Why initially it was impossible to give layouts to compositor, clients to give utf-8 characters and modifiers separately? Yes, bind the protocol to a single encoding may not seem right, but we all understand that in today's world means utf-8 after the chaos of single-byte encodings? In the result, we get guaranteed delivery to the client of that character, who wanted to send the user. As features could as wl_keyboard to send utf-8 characters from the microphone, hand gestures from a video camera or special devices for people with disabilities.
Comment 1 Daniel Stone 2016-02-24 15:58:08 UTC
(In reply to gramkueo from comment #0)
> But did you have to separate these 2 entities: physical and virtual keyboards?

Yes, because otherwise shortcuts don't work.

> In the first case, the keyboard layout is given to the
> client, in the latter case - the compositor. What about the hieroglyphs?
> Compositor needs a clue, where exactly on the surface entering the symbol to
> displaying a menu select the desired character input via pinyin.
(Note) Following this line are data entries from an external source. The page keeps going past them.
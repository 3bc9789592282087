//! Typed repository for movie job documents.

use std::collections::HashMap;
use std::time::Duration;

use chrono::{DateTime, Utc};
use tracing::{info, warn};

use reel_models::{Job, JobId, JobStatus, MovieInfo, Stage, StageProgress, StageState};

use crate::client::FirestoreClient;
use crate::error::FirestoreResult;
use crate::live::Subscription;
use crate::types::{
    Direction, Document, FieldOp, FromFirestoreValue, StructuredQuery, ToFirestoreValue,
};

/// Top-level collection holding every job.
pub const MOVIES_COLLECTION: &str = "movies";

/// Repository for movie documents. Cheap to clone.
#[derive(Clone)]
pub struct MovieRepository {
    client: FirestoreClient,
}

impl MovieRepository {
    pub fn new(client: FirestoreClient) -> Self {
        Self { client }
    }

    // =========================================================================
    // Queries
    // =========================================================================

    fn owner_query(user_id: &str) -> StructuredQuery {
        StructuredQuery::collection(MOVIES_COLLECTION)
            .filter("userId", FieldOp::Equal, user_id.to_firestore_value())
            .order_by("createdAt", Direction::Descending)
    }

    fn active_query(user_id: &str) -> StructuredQuery {
        StructuredQuery::collection(MOVIES_COLLECTION)
            .filter("userId", FieldOp::Equal, user_id.to_firestore_value())
            .filter(
                "status",
                FieldOp::In,
                vec![JobStatus::Queued.as_str(), JobStatus::Processing.as_str()]
                    .to_firestore_value(),
            )
    }

    /// Jobs owned by `user_id`, newest first.
    pub async fn list_for_owner(&self, user_id: &str) -> FirestoreResult<Vec<Job>> {
        self.query_jobs(Self::owner_query(user_id)).await
    }

    /// Jobs of `user_id` that are queued or processing.
    pub async fn list_active(&self, user_id: &str) -> FirestoreResult<Vec<Job>> {
        self.query_jobs(Self::active_query(user_id)).await
    }

    /// Every published movie.
    pub async fn list_published(&self) -> FirestoreResult<Vec<Job>> {
        let query = StructuredQuery::collection(MOVIES_COLLECTION).filter(
            "isPublished",
            FieldOp::Equal,
            true.to_firestore_value(),
        );
        self.query_jobs(query).await
    }

    /// The featured movie, if any document is flagged.
    pub async fn featured(&self) -> FirestoreResult<Option<Job>> {
        let query = StructuredQuery::collection(MOVIES_COLLECTION)
            .filter("featured", FieldOp::Equal, true.to_firestore_value())
            .limit(1);
        Ok(self.query_jobs(query).await?.into_iter().next())
    }

    pub async fn get(&self, job_id: &JobId) -> FirestoreResult<Option<Job>> {
        let doc = self
            .client
            .get_document(MOVIES_COLLECTION, job_id.as_str())
            .await?;
        Ok(doc.as_ref().and_then(document_to_job))
    }

    async fn query_jobs(&self, query: StructuredQuery) -> FirestoreResult<Vec<Job>> {
        let docs = self.client.run_query(query).await?;
        Ok(docs.iter().filter_map(document_to_job).collect())
    }

    // =========================================================================
    // Live queries
    // =========================================================================

    /// Live view of [`MovieRepository::list_for_owner`].
    pub fn watch_owner(&self, user_id: &str, interval: Duration) -> Subscription<Job> {
        let repo = self.clone();
        let user_id = user_id.to_string();
        Subscription::spawn("owner_jobs", interval, move || {
            let repo = repo.clone();
            let user_id = user_id.clone();
            async move { repo.list_for_owner(&user_id).await }
        })
    }

    /// Live view of [`MovieRepository::list_active`].
    pub fn watch_active(&self, user_id: &str, interval: Duration) -> Subscription<Job> {
        let repo = self.clone();
        let user_id = user_id.to_string();
        Subscription::spawn("active_jobs", interval, move || {
            let repo = repo.clone();
            let user_id = user_id.clone();
            async move { repo.list_active(&user_id).await }
        })
    }

    // =========================================================================
    // Mutations
    // =========================================================================

    /// Set the publication flag and bump `updatedAt`. Nothing else is written.
    pub async fn set_published(&self, job_id: &JobId, published: bool) -> FirestoreResult<()> {
        let mut fields = HashMap::new();
        fields.insert("isPublished".to_string(), published.to_firestore_value());
        fields.insert("updatedAt".to_string(), Utc::now().to_firestore_value());

        self.client
            .update_document(
                MOVIES_COLLECTION,
                job_id.as_str(),
                fields,
                &["isPublished", "updatedAt"],
            )
            .await?;

        info!(job_id = %job_id, published, "Updated publication flag");
        Ok(())
    }

    pub async fn delete(&self, job_id: &JobId) -> FirestoreResult<()> {
        self.client
            .delete_document(MOVIES_COLLECTION, job_id.as_str())
            .await?;
        info!(job_id = %job_id, "Deleted movie");
        Ok(())
    }
}

/// Map a movie document onto [`Job`].
///
/// Every field is optional on the wire; missing or mistyped fields fall back
/// to the documented defaults. Documents without a resource name are skipped.
pub fn document_to_job(doc: &Document) -> Option<Job> {
    let Some(id) = doc.id() else {
        warn!("Skipping movie document without a name");
        return None;
    };

    let mut job = Job::new(id, doc.get::<String>("userId").unwrap_or_default());

    job.status = doc
        .get::<String>("status")
        .and_then(|s| JobStatus::parse(&s));

    job.progress = doc.field("progress").and_then(|v| v.as_map()).map(|map| {
        let mut progress = StageProgress::default();
        for stage in Stage::ALL {
            let state = map
                .get(stage.as_str())
                .and_then(String::from_firestore_value)
                .and_then(|s| StageState::parse(&s));
            progress.set(stage, state);
        }
        progress
    });

    job.is_published = doc.get::<bool>("isPublished").unwrap_or(false);
    job.featured = doc.get::<bool>("featured").unwrap_or(false);
    job.created_at = doc.get::<DateTime<Utc>>("createdAt");
    job.genre = doc.get::<String>("genre");

    if doc.field("story.movie_info").is_some() {
        job.movie_info = Some(MovieInfo {
            title: doc.get("story.movie_info.title"),
            description: doc.get("story.movie_info.description"),
            genre: doc.get("story.movie_info.genre"),
        });
    }

    job.image_urls = doc
        .get::<Vec<String>>("images.image_urls")
        .unwrap_or_default();
    job.video_url = doc
        .get::<String>("final_video")
        .filter(|s| !s.is_empty())
        .or_else(|| doc.get::<String>("video.video_url"));

    Some(job)
}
This is handled via input methods on the client (provided for via the text protocol), because it needs extensive knowledge of client internals.

> Why initially it was impossible to give layouts to compositor, clients to
> give utf-8 characters and modifiers separately?

Because otherwise you can't do shortcuts, basically.

Keyboards and virtual keyboards are very different, and direct keyboard text entry vs. complex/compositional text entry are also very different. These different requirements give us very different semantics.

We did look into trying to make everything work with a text-based protocol, but it proved impossible. Sorry.